A new study appearing online in JBC provides more insight into cataracts, the leading cause of vision loss and blindness in the elderly, finding that small pieces of a perfectly normal protein become toxic during the aging process.
A cataract results from deterioration in the highly ordered assembly of crystallin proteins in the eye lens. Normally, the ordered structure keeps lenses clear and able to efficiently transmit light. However, crystallins gradually break down during aging, causing the lens to become opaque and scatter light instead. Besides age, other risk factors such as diabetes, ultraviolet radiation, or drugs like corticosteroids can also contribute to cataracts.
Like cataracts themselves, the exact mechanisms governing their formation are cloudy, but Krishna Sharma and colleagues found that tiny bits of crystallin greatly contribute to this process.

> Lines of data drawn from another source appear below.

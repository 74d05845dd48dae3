// Copyright (c) 2025 Dimitris Kafetzis
//
// Licensed under the MIT License.
// See LICENSE file in the project root for full license information.
//
// SPDX-License-Identifier: MIT

//! The binding context a tree is evaluated against.
//!
//! A [`Workspace`] describes, for one batch, every input tensor the tree may
//! reference: its element type, per-sample shapes and layout. It also
//! carries the opaque stream handle of the caller's execution context. The
//! planner never touches tensor data, so no buffers live here.

use crate::ExprError;
use std::fmt;
use std::path::Path;
use tensor_meta::{DType, ShapeList, TensorLayout};

/// Opaque token for a backend stream or worker context.
///
/// The planner threads it through execution tasks without inspecting it.
/// `StreamHandle::NONE` stands for "no stream" (host execution).
#[derive(Debug, Clone, Copy, PartialEq, Eq, Hash, Default, serde::Serialize, serde::Deserialize)]
#[serde(transparent)]
pub struct StreamHandle(pub u64);

impl StreamHandle {
    pub const NONE: StreamHandle = StreamHandle(0);
}

impl fmt::Display for StreamHandle {
    fn fmt(&self, f: &mut fmt::Formatter<'_>) -> fmt::Result {
        write!(f, "stream#{:x}", self.0)
    }
}

/// Metadata of one bound input.
#[derive(Debug, Clone, PartialEq, serde::Serialize, serde::Deserialize)]
pub struct InputBinding {
    /// Element type of every sample.
    pub dtype: DType,
    /// Per-sample shapes.
    pub shapes: ShapeList,
    /// Axis layout; empty when the producer did not set one.
    #[serde(default)]
    pub layout: TensorLayout,
}

impl InputBinding {
    pub fn new(dtype: DType, shapes: ShapeList, layout: impl Into<TensorLayout>) -> Self {
        Self {
            dtype,
            shapes,
            layout: layout.into(),
        }
    }
}

/// Inputs bound for one batch, plus the execution stream.
#[derive(Debug, Clone, PartialEq, serde::Serialize, serde::Deserialize)]
pub struct Workspace {
    batch_size: usize,
    inputs: Vec<InputBinding>,
    #[serde(default)]
    stream: Option<StreamHandle>,
}

impl Workspace {
    /// Creates an empty workspace for a batch of `batch_size` samples.
    pub fn new(batch_size: usize) -> Self {
        Self {
            batch_size,
            inputs: Vec::new(),
            stream: None,
        }
    }

    /// Appends an input binding (builder style).
    pub fn with_input(mut self, input: InputBinding) -> Self {
        self.inputs.push(input);
        self
    }

    /// Sets the stream handle (builder style).
    pub fn with_stream(mut self, stream: StreamHandle) -> Self {
        self.stream = Some(stream);
        self
    }

    /// Replaces the input at `index`, e.g. when the next batch arrives.
    pub fn rebind(&mut self, index: usize, input: InputBinding) -> Result<(), ExprError> {
        let available = self.inputs.len();
        let slot = self
            .inputs
            .get_mut(index)
            .ok_or(ExprError::MissingInput { index, available })?;
        *slot = input;
        Ok(())
    }

    /// Number of samples in the batch.
    pub fn batch_size(&self) -> usize {
        self.batch_size
    }

    /// Number of bound inputs.
    pub fn num_inputs(&self) -> usize {
        self.inputs.len()
    }

    /// Returns the binding for input `index`.
    pub fn input(&self, index: usize) -> Result<&InputBinding, ExprError> {
        self.inputs.get(index).ok_or(ExprError::MissingInput {
            index,
            available: self.inputs.len(),
        })
    }

    /// Iterates over the bound inputs.
    pub fn inputs(&self) -> impl Iterator<Item = &InputBinding> {
        self.inputs.iter()
    }

    pub fn has_stream(&self) -> bool {
        self.stream.is_some()
    }

    /// The stream to run on, or [`StreamHandle::NONE`].
    pub fn stream(&self) -> StreamHandle {
        self.stream.unwrap_or(StreamHandle::NONE)
    }

    /// Checks that every input carries exactly one shape per sample.
    pub fn validate_bindings(&self) -> Result<(), ExprError> {
        for (i, input) in self.inputs.iter().enumerate() {
            if input.shapes.num_samples() != self.batch_size {
                return Err(ExprError::BindingCount {
                    argument: format!("input {i}"),
                    expected: self.batch_size,
                    actual: input.shapes.num_samples(),
                });
            }
            input
                .shapes
                .element_count()
                .map_err(|source| ExprError::InvalidInputShape { index: i, source })?;
        }
        Ok(())
    }

    /// Parses a workspace from JSON.
    pub fn from_json(json: &str) -> Result<Self, ExprError> {
        Ok(serde_json::from_str(json)?)
    }

    /// Reads a workspace from a JSON file.
    pub fn load(path: &Path) -> Result<Self, ExprError> {
        let content = std::fs::read_to_string(path)?;
        Self::from_json(&content)
    }
}

#[cfg(test)]
mod tests {
    use super::*;
    use tensor_meta::Shape;

    fn workspace() -> Workspace {
        Workspace::new(2)
            .with_input(InputBinding::new(
                DType::F32,
                ShapeList::uniform(2, Shape::new(vec![4, 4])),
                "HW",
            ))
            .with_input(InputBinding::new(
                DType::U8,
                ShapeList::uniform(2, Shape::vector(1)),
                "",
            ))
    }

    #[test]
    fn test_input_lookup() {
        let ws = workspace();
        assert_eq!(ws.num_inputs(), 2);
        assert_eq!(ws.input(1).unwrap().dtype, DType::U8);
        assert!(matches!(
            ws.input(5),
            Err(ExprError::MissingInput { index: 5, available: 2 })
        ));
    }

    #[test]
    fn test_stream_defaults_to_none() {
        let ws = workspace();
        assert!(!ws.has_stream());
        assert_eq!(ws.stream(), StreamHandle::NONE);
        let ws = ws.with_stream(StreamHandle(0xbeef));
        assert_eq!(ws.stream(), StreamHandle(0xbeef));
    }

    #[test]
    fn test_validate_bindings() {
        let ws = workspace();
        ws.validate_bindings().unwrap();

        let ws = ws.with_input(InputBinding::new(
            DType::F32,
            ShapeList::uniform(3, Shape::vector(8)),
            "",
        ));
        let err = ws.validate_bindings().unwrap_err();
        assert!(matches!(
            err,
            ExprError::BindingCount { expected: 2, actual: 3, .. }
        ));
        assert!(err.to_string().contains("input 2"));

        let huge = Workspace::new(1).with_input(InputBinding::new(
            DType::U8,
            ShapeList::new(vec![Shape::new(vec![1 << 40, 1 << 40])]),
            "",
        ));
        assert!(matches!(
            huge.validate_bindings(),
            Err(ExprError::InvalidInputShape { index: 0, .. })
        ));
    }

    #[test]
    fn test_rebind() {
        let mut ws = workspace();
        let next = InputBinding::new(DType::F32, ShapeList::uniform(2, Shape::vector(9)), "");
        ws.rebind(0, next.clone()).unwrap();
        assert_eq!(ws.input(0).unwrap(), &next);
        assert!(ws.rebind(7, next).is_err());
    }

    #[test]
    fn test_from_json() {
        let ws = Workspace::from_json(
            r#"{
                "batch_size": 1,
                "inputs": [
                    { "dtype": "i32", "shapes": [[10, 20]], "layout": "HW" },
                    { "dtype": "f32", "shapes": [[1]] }
                ],
                "stream": 7
            }"#,
        )
        .unwrap();
        assert_eq!(ws.batch_size(), 1);
        assert_eq!(ws.input(0).unwrap().layout.as_str(), "HW");
        assert!(ws.input(1).unwrap().layout.is_empty());
        assert_eq!(ws.stream(), StreamHandle(7));
    }
}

They compared a range of human donor lenses and found that aged and cataract lenses accumulated about four times as many short (~10-20 amino acids) crystallin fragments compared to young lenses. These fragments could readily bind full-length crystallins, which disrupted their natural shape and organization and caused them to become insoluble.
Ironically, these tiny fragments are a by-product of the eye's efforts to stay healthy; when a crystallin becomes damaged, other proteins chew it up to remove it; but occasionally the process is incomplete, leaving tiny pieces that can cause greater damage.